| How to complete this task |
Taking the line with "use chrono::NaiveDate;" as the first and the line with "within one keyframe." as the last, set down exactly every line in that range from the entries below, and no more.

| Information shown |
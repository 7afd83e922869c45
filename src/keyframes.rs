use chrono::NaiveDate;

use crate::aggregate::DateBucket;

/// Identity of one ranking entry. Unique across a whole keyframe sequence.
#[derive(Debug, Clone, Copy, PartialEq, Eq, Hash, PartialOrd, Ord)]
pub struct EntryId(pub usize);

/// A category's cumulative count and 0-based rank within one keyframe.
#[derive(Debug, Clone, PartialEq, Eq)]
pub struct RankEntry {
    pub id: EntryId,
    pub name: String,
    pub value: u64,
    pub rank: usize,
}

/// One date's full ranked snapshot, entries in rank order.
#[derive(Debug, Clone, PartialEq, Eq)]
pub struct Keyframe {
    pub date: NaiveDate,
    pub entries: Vec<RankEntry>,
}

impl Keyframe {
    /// Value of the rank-0 entry, or 0 for an empty snapshot.
    pub fn top_value(&self) -> u64 {
        self.entries.first().map(|e| e.value).unwrap_or(0)
    }

    pub fn top(&self, n: usize) -> &[RankEntry] {
        &self.entries[..n.min(self.entries.len())]
    }
}

/// Rank every bucket by cumulative count, descending. Equal counts are ordered by ascending
/// category name.
pub fn compute_keyframes(buckets: &[DateBucket]) -> Vec<Keyframe> {
    let mut next_id = 0usize;

    buckets
        .iter()
        .map(|bucket| {
            let mut categories: Vec<(&String, u64)> =
                bucket.counts.iter().map(|(c, &n)| (c, n)).collect();
            categories.sort_by(|a, b| b.1.cmp(&a.1).then_with(|| a.0.cmp(b.0)));

            let entries = categories
                .into_iter()
                .enumerate()
                .map(|(rank, (name, value))| {
                    let id = EntryId(next_id);
                    next_id += 1;
                    RankEntry {
                        id,
                        name: name.clone(),
                        value,
                        rank,
                    }
                })
                .collect();

            Keyframe {
                date: bucket.date,
                entries,
            }
        })
        .collect()
}
//! # neuroprobe_data
//!
//! Loading for the inputs the engine treats as opaque: image corpora and
//! trained weights.
//!
//! This crate provides:
//! - IDX image/label parsing ([`parse_idx_images`], [`parse_idx_labels`], [`extract_image`])
//! - [`ImageCorpus`], a row-major corpus implementing [`IndexedImageSource`]
//! - [`LabelSet`] for per-image class labels
//! - Weight loading from per-layer JSON files or an NPZ archive
//!
//! ## Example
//!
//! ```rust,ignore
//! use neuroprobe_core::PixelScale;
//! use neuroprobe_data::{load_weights, ImageCorpus};
//!
//! let store = load_weights("data/model_weights")?;
//! let corpus = ImageCorpus::from_idx_file("data/train-images-idx3-ubyte", PixelScale::Raw)?;
//! ```
//!
//! [`IndexedImageSource`]: neuroprobe_core::IndexedImageSource

#![deny(unsafe_code)]
#![warn(missing_docs)]
#![warn(clippy::all)]

mod corpus;
mod error;
mod idx;
mod weights_io;

pub use corpus::{ImageCorpus, LabelSet};
pub use error::{DataError, Result};
pub use idx::{
    count_images, extract_image, extract_label, parse_idx_images, parse_idx_labels, IdxImages,
    IMAGE_MAGIC, LABEL_MAGIC,
};
pub use weights_io::{load_weights, load_weights_json, load_weights_npz};
//! # neuroprobe
//!
//! Feature attribution and similarity search for a trained two-layer MNIST
//! perceptron.
//!
//! neuroprobe reconstructs what hidden units respond to in pixel space:
//!
//! - **Data**: IDX image/label files, weights from JSON layers or NPZ
//! - **Inference**: a dense ReLU/softmax forward pass for activations
//! - **Projection**: weighted sums of hidden-unit weight vectors, class-conditioned decodings
//! - **Display**: local or global normalization and colour mapping
//! - **Analysis**: saliency maps, exact top-k similarity search and weighted aggregates
//!
//! ## Quick Start
//!
//! ```rust,ignore
//! use neuroprobe::prelude::*;
//!
//! let store = load_weights("data/model_weights")?;
//! let corpus = ImageCorpus::from_idx_file("data/train-images-idx3-ubyte", PixelScale::Raw)?;
//!
//! let selection: Selection = [3, 17, 42].into_iter().collect();
//! let projection = Projector::new(&store).project(&selection, None, false)?;
//!
//! let matches = top_k(&projection, &corpus, 10)?;
//! let average = aggregate(&matches)?;
//! ```

#![deny(unsafe_code)]
#![warn(missing_docs)]
#![warn(clippy::all)]

// Re-export all crates
pub use neuroprobe_analysis as analysis;
pub use neuroprobe_core as core;
pub use neuroprobe_data as data;
pub use neuroprobe_explain as explain;

/// Prelude module for convenient imports.
///
/// ```rust,ignore
/// use neuroprobe::prelude::*;
/// ```
pub mod prelude {
    // Core types
    pub use neuroprobe_core::{
        CoreError, DenseNetwork, EngineConfig, ForwardPass, Image, IndexedImageSource,
        InferenceRunner, NormMode, PixelScale, Result, Selection, WeightStore, IMAGE_SIZE,
    };

    // Data
    pub use neuroprobe_data::{load_weights, ImageCorpus, LabelSet};

    // Explain
    pub use neuroprobe_explain::{
        normalize, saliency, ColorMapper, DecodingTriple, GlobalNorms, Modulation, ProbeSession,
        Projector, Rgb,
    };

    // Analysis
    pub use neuroprobe_analysis::{aggregate, top_k, SimilarityResult};
}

| Exercise solution |
use chrono::NaiveDate;

use crate::aggregate::DateBucket;

/// Identity of one ranking entry. Unique across a whole keyframe sequence.
#[derive(Debug, Clone, Copy, PartialEq, Eq, Hash, PartialOrd, Ord)]
pub struct EntryId(pub usize);

/// A category's cumulative count and 0-based rank within one keyframe.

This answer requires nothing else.